The concern for academics is that such statements put pressure on colleagues to follow suit with their own public testimonials. We saw this trend start years ago. We discussed the controversy over the acting Northwestern Law Dean declaring publicly “I am James Speta and I am a racist.” He was followed by Emily Mullin, executive director of major gifts, who announced, “I am a racist and a gatekeeper of white supremacy. I will work to be better.” We have had others like a Brandeis dean declare “Yes, all White people are racists.”
Such statements are becoming more common while a minority of faculty raise objections. Likewise, the growing use of land acknowledgments has been opposed by some faculty as “performative acts of conformity.”

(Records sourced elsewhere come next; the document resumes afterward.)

//! Stable error codes shared by every error type in the workspace.

/// Maps an error to a stable, machine-readable code.
pub trait GovernanceErrorCode {
    fn error_code(&self) -> &'static str;
}

// ── Configuration ──────────────────────────────────────────
pub const CONFIG_PARSE_FAILED: &str = "CONFIG_PARSE_FAILED";
pub const CONFIG_IO_FAILED: &str = "CONFIG_IO_FAILED";
pub const CONFIG_INVALID_LIMIT: &str = "CONFIG_INVALID_LIMIT";
pub const CONFIG_INVALID_PAGINATION_CAP: &str = "CONFIG_INVALID_PAGINATION_CAP";
pub const CONFIG_INVALID_COST_TAG: &str = "CONFIG_INVALID_COST_TAG";
pub const CONFIG_UNKNOWN_TYPE: &str = "CONFIG_UNKNOWN_TYPE";

// ── Licensing ──────────────────────────────────────────────
pub const LICENSE_MISSING: &str = "LICENSE_MISSING";
pub const LICENSE_MALFORMED: &str = "LICENSE_MALFORMED";
pub const LICENSE_UNSUPPORTED_VERSION: &str = "LICENSE_UNSUPPORTED_VERSION";
pub const LICENSE_BAD_SIGNATURE: &str = "LICENSE_BAD_SIGNATURE";
pub const LICENSE_CORRUPT: &str = "LICENSE_CORRUPT";
pub const LICENSE_FEATURE_NOT_COVERED: &str = "LICENSE_FEATURE_NOT_COVERED";
pub const LICENSE_EXPIRED: &str = "LICENSE_EXPIRED";

// ── Validation ─────────────────────────────────────────────
pub const PAGINATION_ARGUMENT_MISSING: &str = "PAGINATION_ARGUMENT_MISSING";
pub const PAGINATION_ARGUMENT_INVALID: &str = "PAGINATION_ARGUMENT_INVALID";
pub const PAGINATION_CAP_EXCEEDED: &str = "PAGINATION_CAP_EXCEEDED";
pub const COST_LIMIT_EXCEEDED: &str = "COST_LIMIT_EXCEEDED";
pub const COST_FUNCTION_FAILED: &str = "COST_FUNCTION_FAILED";
pub const DEPTH_LIMIT_EXCEEDED: &str = "DEPTH_LIMIT_EXCEEDED";
pub const BATCH_LIMIT_EXCEEDED: &str = "BATCH_LIMIT_EXCEEDED";
pub const OPERATION_NOT_FOUND: &str = "OPERATION_NOT_FOUND";
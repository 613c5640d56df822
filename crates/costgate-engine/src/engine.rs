//! GovernanceEngine: the per-process facade tying the decorated schema, the
//! license state and the generated validation passes together.

use std::sync::Arc;

use costgate_core::config::{GovernanceLimits, LimitOverrides};
use costgate_core::errors::error_code;
use costgate_core::licensing::current_unix_millis;
use costgate_core::telemetry::NoopCostObserver;
use costgate_core::{ConfigError, CostObserver, GovernanceConfig, GovernanceState, LicenseGate};
use tracing::{debug, info};

use crate::routing::PoolRouter;
use crate::schema::{DecoratedSchema, SchemaModel};
use crate::validation::{
    check_batch_size, generate_rules, select_operation, BatchError, OperationRequest, RuleContext, RuleReport,
    ValidationError, ValidationOutcome, ValidationRule,
};

/// Built once at startup and shared read-only by every request thread.
pub struct GovernanceEngine {
    schema: Arc<DecoratedSchema>,
    limits: GovernanceLimits,
    state: GovernanceState,
    observer: Arc<dyn CostObserver>,
    rules: Vec<Box<dyn ValidationRule>>,
    /// False when the configuration names no read-only connection target.
    replica_enabled: bool,
}

impl GovernanceEngine {
    pub fn new(schema: Arc<DecoratedSchema>, limits: GovernanceLimits, state: GovernanceState) -> Self {
        let observer: Arc<dyn CostObserver> = Arc::new(NoopCostObserver);
        let rules = generate_rules(&limits, Arc::clone(&observer));
        Self {
            schema,
            limits,
            state,
            observer,
            rules,
            replica_enabled: true,
        }
    }

    /// Validate the configuration, decorate the schema and check the license.
    /// Configuration errors abort; license problems only disable protections.
    pub fn from_config(model: &SchemaModel, config: &GovernanceConfig) -> Result<Self, ConfigError> {
        Self::from_config_with(model, config, &LicenseGate::new(), current_unix_millis())
    }

    /// `from_config` with an explicit license gate and clock (epoch milliseconds).
    pub fn from_config_with(
        model: &SchemaModel,
        config: &GovernanceConfig,
        gate: &LicenseGate,
        now_ms: u64,
    ) -> Result<Self, ConfigError> {
        let limits = config.validate()?;
        let schema = model.decorate(limits.default_pagination_cap)?;
        let state = GovernanceState::establish_with(gate, config.resolve_license_key().as_deref(), now_ms);
        info!(
            protections_active = state.protections_active(),
            pagination_cap = %limits.default_pagination_cap,
            depth_limit = %limits.depth,
            cost_limit = %limits.cost,
            batch_limit = %limits.batch,
            replica = config.replica_configured(),
            "governance engine ready"
        );
        let mut engine = Self::new(schema, limits, state);
        engine.replica_enabled = config.replica_configured();
        Ok(engine)
    }

    /// Report computed costs to `observer` instead of dropping them.
    pub fn with_observer(mut self, observer: Arc<dyn CostObserver>) -> Self {
        self.rules = generate_rules(&self.limits, Arc::clone(&observer));
        self.observer = observer;
        self
    }

    pub fn schema(&self) -> &Arc<DecoratedSchema> {
        &self.schema
    }

    pub fn limits(&self) -> &GovernanceLimits {
        &self.limits
    }

    pub fn state(&self) -> &GovernanceState {
        &self.state
    }

    pub fn observer(&self) -> &Arc<dyn CostObserver> {
        &self.observer
    }

    /// Run every pass against one operation. Passes never stop one another, so
    /// all violations are reported together.
    pub fn validate_operation(&self, request: &OperationRequest<'_>) -> ValidationOutcome {
        self.run_rules(request, &self.rules)
    }

    /// Validate with per-request limits layered over the configured ones.
    /// Passes are rebuilt only when the merged limits differ. Overrides are
    /// ignored while protections are inactive.
    pub fn validate_operation_with(&self, request: &OperationRequest<'_>, overrides: &LimitOverrides) -> ValidationOutcome {
        if overrides.is_empty() || !self.state.protections_active() {
            return self.validate_operation(request);
        }
        let merged = overrides.apply(&self.limits);
        if merged == self.limits {
            return self.validate_operation(request);
        }
        debug!(
            pagination_cap = %merged.default_pagination_cap,
            depth_limit = %merged.depth,
            cost_limit = %merged.cost,
            "validating with request overrides"
        );
        let rules = generate_rules(&merged, Arc::clone(&self.observer));
        self.run_rules(request, &rules)
    }

    fn run_rules(&self, request: &OperationRequest<'_>, rules: &[Box<dyn ValidationRule>]) -> ValidationOutcome {
        if !self.state.protections_active() {
            return ValidationOutcome::default();
        }

        let Some((_, operation)) = select_operation(request.document, request.operation_name) else {
            let message = match request.operation_name {
                Some(name) => format!("unknown operation named `{name}`"),
                None => "operation name is required when the document contains several operations".to_string(),
            };
            return ValidationOutcome {
                errors: vec![ValidationError::new(error_code::OPERATION_NOT_FOUND, message)],
                computed_cost: None,
                protections_active: true,
            };
        };

        let ctx = RuleContext {
            schema: &self.schema,
            document: request.document,
            operation,
            operation_name: request.operation_name,
            variables: request.variables,
        };
        let mut report = RuleReport::default();
        for rule in rules {
            let before = report.errors.len();
            rule.check(&ctx, &mut report);
            if report.errors.len() > before {
                debug!(rule = rule.name(), errors = report.errors.len() - before, "validation pass rejected operation");
            }
        }

        ValidationOutcome {
            errors: report.errors,
            computed_cost: report.computed_cost,
            protections_active: true,
        }
    }

    /// Validate a batched request. The size guard runs first and applies whether
    /// or not protections are active; a failure rejects the whole batch.
    pub fn validate_batch(&self, requests: &[OperationRequest<'_>]) -> Result<Vec<ValidationOutcome>, BatchError> {
        check_batch_size(requests.len(), self.limits.batch)?;
        Ok(requests.iter().map(|request| self.validate_operation(request)).collect())
    }

    /// Pool router for this process. The replica is dropped unless a read-only
    /// connection target is configured and protections are active.
    pub fn router<P>(&self, primary: P, replica: Option<P>) -> PoolRouter<P> {
        let use_replica = self.replica_enabled && self.state.protections_active();
        PoolRouter::new(primary, replica.filter(|_| use_replica))
    }
}

impl std::fmt::Debug for GovernanceEngine {
    fn fmt(&self, f: &mut std::fmt::Formatter<'_>) -> std::fmt::Result {
        f.debug_struct("GovernanceEngine")
            .field("limits", &self.limits)
            .field("state", &self.state)
            .field("replica_enabled", &self.replica_enabled)
            .field("rules", &self.rules.iter().map(|r| r.name()).collect::<Vec<_>>())
            .finish()
    }
}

That brings us back to the offer to meet on the Cornell statement but expressly not to discuss the factual accuracy of the claim that the university “perpetuates various injustices [including] settler colonialism, indigenous dispossession, slavery, racism, classism, sexism, transphobia, homophobia, antisemitism, and ableism.”
Thankfully, Professor Wayne has not been the subject of a cancel campaign as have others who have raised such objections. However, both students and faculty have been targeted at Cornell for raising such objections. This includes efforts to fire Cornell Law School professor William A. Jacobson for offering dissenting views on the Black Lives Matter movement, a campaign fueled by some of his own colleagues.
From the published account, Associate Dean Specht does not appear inclined to discuss the merits of the posting or the basis for the claim. Yet, this is the type of controversy that would make for a worthy and civil discussion for the university as a whole. The university likely does have institutional failings or abuses in the past that should be acknowledged but it should also recognize the progress and current status of the university on such issues. If the university is continuing to perpetuate all of these terrible prejudices and practices (including apparently “slavery”), the school should be able to produce proof so that the abuses can be addressed. That means that there may be a modicum of effort to address whether the self-condemnation of the school is “fact or fiction, true or false.”